Stored data:
=====
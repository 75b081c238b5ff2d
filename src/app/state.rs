//! Application state shared across routes

use std::sync::Arc;

use crate::config::Config;
use crate::game::MatchHandle;

/// Shared application state
#[derive(Clone)]
pub struct AppState {
    pub config: Arc<Config>,
    pub game: MatchHandle,
}

impl AppState {
    pub fn new(config: Config, game: MatchHandle) -> Self {
        Self {
            config: Arc::new(config),
            game,
        }
    }
}
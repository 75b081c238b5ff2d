//! WebSocket protocol message definitions
//! These are the wire types for client-server communication

use serde::{Deserialize, Deserializer, Serialize};
use uuid::Uuid;

use crate::game::entities::{EntityId, PickupKind};
use crate::game::players::{Direction, Role};
use crate::game::session::{Outcome, Phase};

/// Messages sent from client to server
#[derive(Debug, Clone, PartialEq, Serialize, Deserialize)]
#[serde(tag = "type", rename_all = "snake_case")]
pub enum ClientMsg {
    /// Claim a player slot
    Join {
        /// Preferred role, otherwise the next free one
        #[serde(default)]
        role: Option<Role>,
    },

    /// Fixed-size step
    Move { direction: Direction },

    /// Absolute position (keyboard-driven views)
    SetPosition { x: f32, y: f32 },

    /// Shoot intent from a button or sensor bridge
    Shoot {
        #[serde(deserialize_with = "flag")]
        shoot: bool,
    },

    /// Ready to start
    Ready,

    /// Start a new round after game over
    Restart,

    /// Bullet collision computed by a view that simulates its own bullets
    BulletHit {
        /// Bullet top-left corner
        x: f32,
        y: f32,
    },

    /// Ping for latency measurement
    Ping {
        /// Client timestamp
        t: u64,
    },

    /// Leave the arena
    Leave,
}

/// Accepts `true`/`false` as well as the `0`/`1` the sensor bridge sends
fn flag<'de, D: Deserializer<'de>>(deserializer: D) -> Result<bool, D::Error> {
    #[derive(Deserialize)]
    #[serde(untagged)]
    enum Flag {
        Bool(bool),
        Int(i64),
    }

    Ok(match Flag::deserialize(deserializer)? {
        Flag::Bool(b) => b,
        Flag::Int(n) => n != 0,
    })
}

/// Messages sent from server to client
#[derive(Debug, Clone, PartialEq, Serialize, Deserialize)]
#[serde(tag = "type", rename_all = "snake_case")]
pub enum ServerMsg {
    /// Welcome message after connection
    Welcome {
        connection_id: Uuid,
        server_time: u64,
    },

    /// Slot granted to this connection
    RoleAssigned {
        player_id: Uuid,
        role: Role,
    },

    /// Full player directory
    Players {
        players: Vec<PlayerSnapshot>,
    },

    /// All falling entities and bullets
    Entities {
        /// Server tick number
        tick: u64,
        obstacles: Vec<ObstacleSnapshot>,
        hearts: Vec<PickupSnapshot>,
        tripleshots: Vec<PickupSnapshot>,
        bullets: Vec<BulletSnapshot>,
    },

    /// Round countdown
    Countdown {
        countdown: u32,
    },

    /// Round has started
    GameStart {
        tick: u64,
    },

    /// Round has ended
    GameOver {
        players: Vec<PlayerSnapshot>,
        outcome: Outcome,
        reason: GameOverReason,
    },

    /// Session was reset; views reinitialize
    Reset,

    /// A player lost a life to an obstacle
    CollisionDetected {
        player_id: Uuid,
        lives: u32,
    },

    /// Error message
    Error {
        code: String,
        message: String,
    },

    /// Pong response
    Pong {
        /// Echo back client timestamp
        t: u64,
    },
}

/// Why a round ended
#[derive(Debug, Clone, Copy, PartialEq, Eq, Serialize, Deserialize)]
#[serde(rename_all = "snake_case")]
pub enum GameOverReason {
    /// A player ran out of lives
    Eliminated,
    /// A player left mid-round
    Forfeit,
}

/// Player state in a snapshot
#[derive(Debug, Clone, PartialEq, Serialize, Deserialize)]
pub struct PlayerSnapshot {
    pub id: Uuid,
    pub role: Role,
    pub x: f32,
    pub y: f32,
    pub lives: u32,
    pub score: u32,
    pub shoot: bool,
    pub invincible: bool,
    pub triple_shot: bool,
}

#[derive(Debug, Clone, PartialEq, Serialize, Deserialize)]
pub struct ObstacleSnapshot {
    pub id: EntityId,
    pub x: f32,
    pub y: f32,
    pub width: f32,
    pub height: f32,
    pub hit_points: u32,
}

#[derive(Debug, Clone, PartialEq, Serialize, Deserialize)]
pub struct PickupSnapshot {
    pub id: EntityId,
    pub kind: PickupKind,
    pub x: f32,
    pub y: f32,
    pub size: f32,
}

#[derive(Debug, Clone, PartialEq, Serialize, Deserialize)]
pub struct BulletSnapshot {
    pub id: EntityId,
    pub owner_id: Uuid,
    pub x: f32,
    pub y: f32,
    pub angle: f32,
}

/// Match status published for the health endpoint
#[derive(Debug, Clone, Copy, PartialEq, Eq, Serialize)]
pub struct MatchStatus {
    pub phase: Phase,
    pub players: usize,
}
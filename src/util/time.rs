//! Time utilities for game simulation

use std::time::{Duration, Instant, SystemTime, UNIX_EPOCH};

/// Get current Unix timestamp in milliseconds
pub fn unix_millis() -> u64 {
    SystemTime::now()
        .duration_since(UNIX_EPOCH)
        .unwrap_or(Duration::ZERO)
        .as_millis() as u64
}

/// Server start time for uptime tracking
static SERVER_START: std::sync::OnceLock<Instant> = std::sync::OnceLock::new();

/// Initialize server start time (call once at startup)
pub fn init_server_time() {
    SERVER_START.get_or_init(Instant::now);
}

/// Get server uptime in seconds
pub fn uptime_secs() -> u64 {
    SERVER_START
        .get()
        .map(|start| start.elapsed().as_secs())
        .unwrap_or(0)
}

/// Tick rate configuration
pub const SIMULATION_TPS: u32 = 30; // 30 ticks per second
pub const TICK_DURATION_MICROS: u64 = 1_000_000 / SIMULATION_TPS as u64;

/// Simulation clock advance per tick, in milliseconds
pub fn tick_millis() -> u64 {
    TICK_DURATION_MICROS / 1_000
}

/// Wall-clock duration of one tick
pub fn tick_duration() -> Duration {
    Duration::from_micros(TICK_DURATION_MICROS)
}
//! HTTP route definitions

use axum::{
    extract::State,
    http::{header, HeaderValue, Method},
    response::Json,
    routing::get,
    Router,
};
use serde::Serialize;
use tower_http::{
    compression::CompressionLayer,
    cors::{Any, CorsLayer},
    services::ServeDir,
    trace::TraceLayer,
};
use tracing::warn;

use crate::app::AppState;
use crate::game::session::Phase;
use crate::util::time::uptime_secs;
use crate::ws::handler::ws_handler;

/// Build the application router
pub fn build_router(state: AppState) -> Router {
    let cors = cors_layer(&state.config.client_origins);

    let mut router = Router::new()
        .route("/health", get(health_handler))
        .route("/ws", get(ws_handler));

    // Browser views
    if let Some(dir) = &state.config.static_dir {
        router = router.fallback_service(ServeDir::new(dir));
    }

    router
        .layer(CompressionLayer::new())
        .layer(TraceLayer::new_for_http())
        .layer(cors)
        .with_state(state)
}

/// CORS for the configured origins, or any origin when none are configured
fn cors_layer(origins: &[String]) -> CorsLayer {
    let cors = CorsLayer::new()
        .allow_methods([Method::GET, Method::OPTIONS])
        .allow_headers([header::CONTENT_TYPE]);

    if origins.is_empty() {
        return cors.allow_origin(Any);
    }

    let allowed: Vec<HeaderValue> = origins
        .iter()
        .filter_map(|origin| match origin.parse::<HeaderValue>() {
            Ok(value) => Some(value),
            Err(_) => {
                warn!(origin = %origin, "Ignoring invalid CORS origin");
                None
            }
        })
        .collect();
    cors.allow_origin(allowed)
}

// ============================================================================
// Health endpoint
// ============================================================================

#[derive(Debug, Serialize)]
struct HealthResponse {
    status: &'static str,
    uptime_secs: u64,
    phase: Phase,
    players: usize,
}

async fn health_handler(State(state): State<AppState>) -> Json<HealthResponse> {
    let status = state.game.status();

    Json(HealthResponse {
        status: "ok",
        uptime_secs: uptime_secs(),
        phase: status.phase,
        players: status.players,
    })
}
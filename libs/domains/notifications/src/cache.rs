//! Outbox caches: JSON snapshots keyed by event identifier.

use std::marker::PhantomData;

use redis::AsyncCommands;
use redis::aio::ConnectionManager;
use serde::Serialize;
use serde::de::DeserializeOwned;
use tracing::{debug, warn};

use crate::error::NotificationResult;
use crate::keys;
use crate::models::{AppointmentSnapshot, ContactSnapshot};

/// A typed view over one family of cache keys.
///
/// Corrupt entries are treated as misses: the handler falls back to a
/// degraded notification rather than retrying an event that can never
/// succeed.
#[derive(Clone)]
pub struct OutboxCache<T> {
    redis: ConnectionManager,
    key_fn: fn(&str) -> String,
    ttl_secs: u64,
    _marker: PhantomData<T>,
}

impl OutboxCache<AppointmentSnapshot> {
    pub fn appointments(redis: ConnectionManager) -> Self {
        Self {
            redis,
            key_fn: keys::appointment_cache_key,
            ttl_secs: keys::CACHE_TTL_SECS,
            _marker: PhantomData,
        }
    }
}

impl OutboxCache<ContactSnapshot> {
    pub fn contacts(redis: ConnectionManager) -> Self {
        Self {
            redis,
            key_fn: keys::contact_cache_key,
            ttl_secs: keys::CACHE_TTL_SECS,
            _marker: PhantomData,
        }
    }
}

impl<T> OutboxCache<T>
where
    T: Serialize + DeserializeOwned,
{
    /// Store a snapshot with the standard TTL.
    pub async fn put(&self, id: &str, snapshot: &T) -> NotificationResult<()> {
        let mut conn = self.redis.clone();
        let key = (self.key_fn)(id);
        let json = serde_json::to_string(snapshot)?;

        conn.set_ex::<_, _, ()>(&key, json, self.ttl_secs).await?;
        debug!(key = %key, "Cached snapshot");
        Ok(())
    }

    /// Fetch a snapshot. Missing and corrupt entries both come back as None.
    pub async fn get(&self, id: &str) -> NotificationResult<Option<T>> {
        let mut conn = self.redis.clone();
        let key = (self.key_fn)(id);

        let json: Option<String> = conn.get(&key).await?;
        let Some(json) = json else {
            return Ok(None);
        };

        match serde_json::from_str(&json) {
            Ok(snapshot) => Ok(Some(snapshot)),
            Err(e) => {
                warn!(key = %key, error = %e, "Corrupt cache entry, treating as miss");
                Ok(None)
            }
        }
    }

    /// Remove a snapshot once its notification has been delivered.
    pub async fn delete(&self, id: &str) -> NotificationResult<()> {
        let mut conn = self.redis.clone();
        let key = (self.key_fn)(id);
        let _: i64 = conn.del(&key).await?;
        Ok(())
    }
}
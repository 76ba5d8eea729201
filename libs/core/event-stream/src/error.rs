//! Error types for the event-stream backbone.

use thiserror::Error;

/// Errors surfaced by the stream layer and by event handlers.
#[derive(Error, Debug)]
pub enum StreamError {
    /// Redis connection or command error
    #[error("Redis error: {0}")]
    Redis(#[from] redis::RedisError),

    /// Serialization/deserialization error
    #[error("Serialization error: {0}")]
    Serialization(String),

    /// A registered handler rejected the event
    #[error("Handler error: {0}")]
    Handler(String),

    /// Configuration error
    #[error("Configuration error: {0}")]
    Config(String),

    /// Internal error
    #[error("Internal error: {0}")]
    Internal(String),
}

impl StreamError {
    /// Create a handler-level failure.
    pub fn handler(message: impl Into<String>) -> Self {
        StreamError::Handler(message.into())
    }

    /// Whether this looks like a transport-level connection failure.
    ///
    /// Used by the consumer loop to decide between a quiet retry and a
    /// louder error log; classification is best effort.
    pub fn is_connection_error(&self) -> bool {
        match self {
            StreamError::Redis(e) => {
                let lower = e.to_string().to_lowercase();
                lower.contains("connection")
                    || lower.contains("disconnected")
                    || lower.contains("broken pipe")
                    || lower.contains("reset by peer")
                    || lower.contains("refused")
                    || lower.contains("timed out")
                    || lower.contains("io error")
            }
            _ => false,
        }
    }
}

impl From<serde_json::Error> for StreamError {
    fn from(err: serde_json::Error) -> Self {
        StreamError::Serialization(err.to_string())
    }
}
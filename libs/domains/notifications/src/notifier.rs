//! Delivery of admin notifications, currently via Telegram.

use async_trait::async_trait;
use core_config::{FromEnv, env_required};
use reqwest::Client;
use serde::{Deserialize, Serialize};
use tracing::{debug, error};

use crate::error::{NotificationError, NotificationResult};

/// Sink for rendered admin messages.
#[async_trait]
pub trait AdminNotifier: Send + Sync {
    /// Deliver one message to the admin channel. HTML markup allowed.
    async fn notify(&self, text: &str) -> NotificationResult<()>;
}

/// Telegram Bot API configuration.
#[derive(Debug, Clone)]
pub struct TelegramConfig {
    /// Bot token from BotFather.
    pub bot_token: String,
    /// Chat that receives admin notifications.
    pub admin_chat_id: String,
    /// API base URL (overridable for tests).
    pub api_url: String,
}

impl TelegramConfig {
    pub fn new(bot_token: String, admin_chat_id: String) -> Self {
        Self {
            bot_token,
            admin_chat_id,
            api_url: "https://api.telegram.org".to_string(),
        }
    }

    pub fn with_api_url(mut self, api_url: impl Into<String>) -> Self {
        self.api_url = api_url.into();
        self
    }
}

impl FromEnv for TelegramConfig {
    fn from_env() -> Result<Self, core_config::ConfigError> {
        Ok(Self::new(
            env_required("TELEGRAM_BOT_TOKEN")?,
            env_required("TELEGRAM_ADMIN_CHAT_ID")?,
        ))
    }
}

/// Telegram Bot API notifier.
pub struct TelegramNotifier {
    config: TelegramConfig,
    client: Client,
}

#[derive(Debug, Serialize)]
struct SendMessageRequest<'a> {
    chat_id: &'a str,
    text: &'a str,
    parse_mode: &'a str,
}

#[derive(Debug, Deserialize)]
struct SendMessageResponse {
    ok: bool,
    #[serde(default)]
    description: Option<String>,
}

impl TelegramNotifier {
    pub fn new(config: TelegramConfig) -> Self {
        Self {
            config,
            client: Client::new(),
        }
    }
}

#[async_trait]
impl AdminNotifier for TelegramNotifier {
    async fn notify(&self, text: &str) -> NotificationResult<()> {
        let url = format!(
            "{}/bot{}/sendMessage",
            self.config.api_url, self.config.bot_token
        );

        let request = SendMessageRequest {
            chat_id: &self.config.admin_chat_id,
            text,
            parse_mode: "HTML",
        };

        let response = self.client.post(&url).json(&request).send().await?;
        let status = response.status();
        let body: SendMessageResponse = response.json().await.map_err(|e| {
            NotificationError::NotifierError(format!("Telegram returned non-JSON ({status}): {e}"))
        })?;

        if !body.ok {
            let description = body.description.unwrap_or_else(|| status.to_string());
            error!(description = %description, "Telegram rejected the message");
            return Err(NotificationError::NotifierError(description));
        }

        debug!(chars = text.len(), "Admin notification delivered");
        Ok(())
    }
}
//! Retry helpers with exponential backoff.
//!
//! Used for connecting to Redis at startup and by the publisher when the
//! transport is flaky. Not used inside the consumer loop, which has its own
//! fixed backoff policy.

use std::future::Future;
use std::time::Duration;
use tracing::{debug, warn};

/// Backoff configuration for retried operations.
#[derive(Debug, Clone)]
pub struct RetryConfig {
    /// Maximum number of retry attempts (on top of the initial try)
    pub max_retries: u32,

    /// Initial delay between retries in milliseconds
    pub initial_delay_ms: u64,

    /// Maximum delay between retries in milliseconds
    pub max_delay_ms: u64,

    /// Multiplier for exponential backoff
    pub backoff_multiplier: f64,

    /// Whether to add jitter to prevent thundering herd
    pub use_jitter: bool,
}

impl RetryConfig {
    pub fn new() -> Self {
        Self::default()
    }

    pub fn with_max_retries(mut self, max_retries: u32) -> Self {
        self.max_retries = max_retries;
        self
    }

    pub fn with_initial_delay(mut self, delay_ms: u64) -> Self {
        self.initial_delay_ms = delay_ms;
        self
    }

    pub fn with_max_delay(mut self, delay_ms: u64) -> Self {
        self.max_delay_ms = delay_ms;
        self
    }

    pub fn without_jitter(mut self) -> Self {
        self.use_jitter = false;
        self
    }
}

impl Default for RetryConfig {
    fn default() -> Self {
        Self {
            max_retries: 3,
            initial_delay_ms: 100,
            max_delay_ms: 5000,
            backoff_multiplier: 2.0,
            use_jitter: true,
        }
    }
}

/// Retry an async operation with exponential backoff.
pub async fn retry_with_backoff<F, Fut, T, E>(
    mut operation: F,
    config: RetryConfig,
) -> Result<T, E>
where
    F: FnMut() -> Fut,
    Fut: Future<Output = Result<T, E>>,
    E: std::fmt::Display,
{
    let mut attempt = 0;
    let mut delay = config.initial_delay_ms;

    loop {
        match operation().await {
            Ok(result) => {
                if attempt > 0 {
                    debug!("Operation succeeded after {} retries", attempt);
                }
                return Ok(result);
            }
            Err(e) => {
                attempt += 1;

                if attempt > config.max_retries {
                    warn!(
                        "Operation failed after {} attempts: {}",
                        config.max_retries, e
                    );
                    return Err(e);
                }

                let current_delay = if config.use_jitter {
                    apply_jitter(delay)
                } else {
                    delay
                };

                debug!(
                    "Operation failed (attempt {}/{}): {}. Retrying in {}ms...",
                    attempt, config.max_retries, e, current_delay
                );

                tokio::time::sleep(Duration::from_millis(current_delay)).await;

                delay =
                    ((delay as f64 * config.backoff_multiplier) as u64).min(config.max_delay_ms);
            }
        }
    }
}

/// Jitter between 50% and 100% of the given delay.
fn apply_jitter(delay: u64) -> u64 {
    use std::collections::hash_map::RandomState;
    use std::hash::BuildHasher;

    let random_factor =
        (RandomState::new().hash_one(std::time::SystemTime::now()) % 50) as f64 / 100.0 + 0.5;

    (delay as f64 * random_factor) as u64
}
=====
Going over every line of the entries, tally those containing the string "OutboxCache" and report only the figure.

4